Die Anforderungen an pflegende Angehörige sind jedoch oftmals hoch und führen nicht selten an emotionale und psychische Grenzen. Gleichzeitig fehlt es oft an gesellschaftlicher Anerkennung und struktureller Unterstützung. Arbeitgeber sind oft nicht ausreichend geschult, um pflegende Angehörige zu unterstützten oder Arbeitsbedingungen zu schaffen, die die Vereinbarkeit von Erwerbstätigkeit und Betreuungsaufgaben fördern. Auch mit dem Thema Trauer am Arbeitsplatz sind viele Arbeitgeber überfordert.

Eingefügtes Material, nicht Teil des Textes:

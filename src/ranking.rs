//! Projection ranking — where words fall along a semantic axis.
//!
//! A word's score is the dot product of its vector with the direction: the
//! signed distance along the axis. Ranking works on a caller-chosen subset
//! (professions, names) since ranking the whole vocabulary buries the
//! interesting words under noise.

use serde::Serialize;

use crate::direction::Direction;
use crate::embedding::{self, VectorTable};
use crate::error::AnalysisResult;

/// A word and its score along a direction.
#[derive(Debug, Clone, PartialEq, Serialize)]
pub struct ScoredWord {
    pub score: f32,
    pub word: String,
}

/// Ranks words against directions in one table.
pub struct NeighborRanker<'a> {
    table: &'a VectorTable,
}

impl<'a> NeighborRanker<'a> {
    pub fn new(table: &'a VectorTable) -> Self {
        Self { table }
    }

    /// Score every candidate by projection, ascending.
    ///
    /// Stable: equal scores keep input order. Duplicated candidates are
    /// scored once per occurrence.
    pub fn rank_by_projection<S: AsRef<str>>(
        &self,
        direction: &Direction,
        candidates: &[S],
    ) -> AnalysisResult<Vec<ScoredWord>> {
        self.table.check_dimensions(direction.as_slice())?;

        let mut scored = candidates
            .iter()
            .map(|word| {
                let word = word.as_ref();
                let v = self.table.vector_of(word)?;
                Ok(ScoredWord {
                    score: embedding::dot(v, direction.as_slice()),
                    word: word.to_string(),
                })
            })
            .collect::<AnalysisResult<Vec<_>>>()?;

        scored.sort_by(|a, b| a.score.total_cmp(&b.score));
        Ok(scored)
    }

    /// Cosine nearest neighbors of `query` over the whole vocabulary.
    ///
    /// Descending similarity; equal scores fall back to vocabulary order.
    pub fn nearest(&self, query: &[f32], n: usize) -> AnalysisResult<Vec<ScoredWord>> {
        self.table.check_dimensions(query)?;

        let mut results: Vec<(usize, f32)> = self
            .table
            .rows()
            .enumerate()
            .map(|(i, (_, v))| (i, embedding::cosine_similarity(query, v)))
            .collect();

        results.sort_by(|a, b| b.1.total_cmp(&a.1).then(a.0.cmp(&b.0)));
        results.truncate(n);

        results
            .into_iter()
            .map(|(i, score)| {
                Ok(ScoredWord {
                    score,
                    word: self.table.word_at(i)?.to_string(),
                })
            })
            .collect()
    }
}

/// The two ends of an ascending ranking: the `n` lowest (most negative
/// first) and the `n` highest (most positive first).
///
/// When the ranking has fewer than `2n` entries the poles overlap.
pub fn poles(ranked: &[ScoredWord], n: usize) -> (Vec<ScoredWord>, Vec<ScoredWord>) {
    let low = ranked.iter().take(n).cloned().collect();
    let high = ranked.iter().rev().take(n).cloned().collect();
    (low, high)
}

#[cfg(test)]
mod tests {
    use super::*;
    use crate::direction::{DirectionBuilder, PairMode};
    use crate::error::AnalysisError;

    fn sample() -> VectorTable {
        VectorTable::from_rows(
            2,
            vec![
                ("he".to_string(), vec![1.0, 0.0]),
                ("she".to_string(), vec![0.0, 1.0]),
                ("king".to_string(), vec![1.0, 1.0]),
                ("queen".to_string(), vec![0.0, 2.0]),
                ("nurse".to_string(), vec![0.2, 1.5]),
                ("engineer".to_string(), vec![1.6, 0.1]),
                ("teacher".to_string(), vec![0.8, 0.8]),
            ],
        )
        .unwrap()
    }

    fn words(ranked: &[ScoredWord]) -> Vec<&str> {
        ranked.iter().map(|s| s.word.as_str()).collect()
    }

    #[test]
    fn king_and_queen_along_she_minus_he() {
        let table = sample();
        let d = DirectionBuilder::new(&table)
            .from_pair("she", "he", PairMode::Raw)
            .unwrap();
        let ranked = NeighborRanker::new(&table)
            .rank_by_projection(&d, &["queen", "king"])
            .unwrap();
        assert_eq!(words(&ranked), vec!["king", "queen"]);
        assert_eq!(ranked[0].score, 0.0);
        assert_eq!(ranked[1].score, 2.0);
    }

    #[test]
    fn ranking_is_sorted_permutation() {
        let table = sample();
        let d = DirectionBuilder::new(&table)
            .from_groups(&["she", "queen"], &["he", "king"])
            .unwrap();
        let candidates = ["teacher", "nurse", "engineer", "king", "queen"];
        let ranked = NeighborRanker::new(&table)
            .rank_by_projection(&d, &candidates)
            .unwrap();

        for w in ranked.windows(2) {
            assert!(w[0].score <= w[1].score);
        }
        let mut got = words(&ranked);
        got.sort();
        let mut expected = candidates.to_vec();
        expected.sort();
        assert_eq!(got, expected);
        assert_eq!(ranked.first().unwrap().word, "engineer");
        assert_eq!(ranked.last().unwrap().word, "queen");
    }

    #[test]
    fn ties_keep_input_order() {
        let table = sample();
        // king and teacher both sit on the diagonal, orthogonal to this axis
        let d = Direction::from_vector(vec![-1.0, 1.0]);
        let ranked = NeighborRanker::new(&table)
            .rank_by_projection(&d, &["teacher", "king"])
            .unwrap();
        assert_eq!(words(&ranked), vec!["teacher", "king"]);
        let ranked = NeighborRanker::new(&table)
            .rank_by_projection(&d, &["king", "teacher"])
            .unwrap();
        assert_eq!(words(&ranked), vec!["king", "teacher"]);
    }

    #[test]
    fn unknown_candidate_aborts() {
        let table = sample();
        let d = Direction::from_vector(vec![0.0, 1.0]);
        let err = NeighborRanker::new(&table)
            .rank_by_projection(&d, &["nurse", "pilot"])
            .unwrap_err();
        assert_eq!(err, AnalysisError::UnknownWord("pilot".into()));
    }

    #[test]
    fn wrong_width_direction() {
        let table = sample();
        let d = Direction::from_vector(vec![0.0, 1.0, 0.0]);
        let err = NeighborRanker::new(&table)
            .rank_by_projection(&d, &["nurse"])
            .unwrap_err();
        assert_eq!(err, AnalysisError::DimensionMismatch { expected: 2, got: 3 });
    }

    #[test]
    fn empty_candidates() {
        let table = sample();
        let d = Direction::from_vector(vec![0.0, 1.0]);
        let none: [&str; 0] = [];
        let ranked = NeighborRanker::new(&table).rank_by_projection(&d, &none).unwrap();
        assert!(ranked.is_empty());
    }

    #[test]
    fn poles_take_both_ends() {
        let table = sample();
        let d = Direction::from_vector(vec![-1.0, 1.0]);
        let ranked = NeighborRanker::new(&table)
            .rank_by_projection(&d, &["engineer", "he", "teacher", "she", "nurse"])
            .unwrap();
        let (low, high) = poles(&ranked, 2);
        assert_eq!(words(&low), vec!["engineer", "he"]);
        assert_eq!(words(&high), vec!["nurse", "she"]);
    }

    #[test]
    fn nearest_by_cosine() {
        let table = sample();
        let ranker = NeighborRanker::new(&table);
        let nearest = ranker.nearest(table.vector_of("she").unwrap(), 2).unwrap();
        // she and queen point the same way
        assert_eq!(nearest.len(), 2);
        assert!((nearest[0].score - 1.0).abs() < 1e-6);
        assert!((nearest[1].score - 1.0).abs() < 1e-6);
        assert_eq!(words(&nearest), vec!["she", "queen"]);

        assert!(ranker.nearest(&[1.0], 2).is_err());
        assert_eq!(ranker.nearest(&[1.0, 0.0], 100).unwrap().len(), table.size());
    }

    #[test]
    fn ranking_serializes_for_reports() {
        let s = ScoredWord {
            score: 2.0,
            word: "queen".into(),
        };
        let json = serde_json::to_string(&s).unwrap();
        assert_eq!(json, r#"{"score":2.0,"word":"queen"}"#);
    }
}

Pflegende Angehörige – stille Alltagsheld:innen
In der Schweiz übernehmen schätzungsweise 600.000 Personen pflegende Aufgaben für Angehörige – rund 60% davon sind Frauen, die Mehrheit befindet sich im mittleren Alter und zwei Drittel sind erwerbstätig. Der durchschnittliche zeitliche Aufwand beträgt etwa 10 Stunden pro Woche – eine erhebliche Belastung, insbesondere für jene, die zusätzlich berufstätigt sind und familiäre Verpflichtungen tragen. Zu den häufigsten Aufgaben zählen emotionale und soziale Unterstützung, gefolgt von administrativen und finanziellen Tätigkeiten sowie praktischer Pflege. Letztere reicht von Haushalts- und Körperpflege bis hin zu komplexen Aufgaben wie Medikamentenüberwachung, Schmerz- und Symptomkontrolle (Reinhard et al., 2023).

Eine häufig übersehene Gruppe sind die sogenannten Young Carers: Kinder und Jugendliche, die Betreuungs- und Pflegeaufgaben für kranke Familienmitglieder übernehmen. Sie gehören zu einer verdeckten und besonders vulnerablen Gruppe, für die es kaum gezielte Unterstützungsangebote gibt, obwohl sie sich in einer sensiblen Entwicklungsphase befinden, in der Identitätsfindung, Bildung und soziale Beziehungen zentral sind. Eine chronische Überforderung in diesem Alter kann langfristige Folgen haben und das Risiko für psychische Erkrankungen erhöhen (Robinson, Inglis & Egan, 2020).
Eine Belastung, die auf Dauer krank macht
Pflegende Angehörige tragen oft über Monate oder Jahre hinweg eine dauerhafte Verantwortung. Die ständige Verfügbarkeit, unterbrochene Nachtruhe sowie die Übernahme von medizin-pflegerischen Aufgaben ohne entsprechende Ausbildung führen häufig zu Gefühlen der Hilflosigkeit und Überforderung – und in der Folge zu einer chronischen Belastung. Weitere Stressoren entstehen durch berufliche und finanzielle Doppelbelastungen, Zeitdruck, Rollenkonflikte, Veränderungen in Beziehungen, Einschränkungen im Alltag, den Verzicht auf eigene Bedürfnisse sowie soziale Isolation. Der drohende Verlust und damit verbundene antizipierte Trauer stellen eine existentielle Bedrohung dar und gehen mit erheblichem Stresserleben einher. Hinzu kommen belastende Gefühle wie Ängste, Unsicherheiten, gedrückte Stimmung oder das Gefühl innerer Leere.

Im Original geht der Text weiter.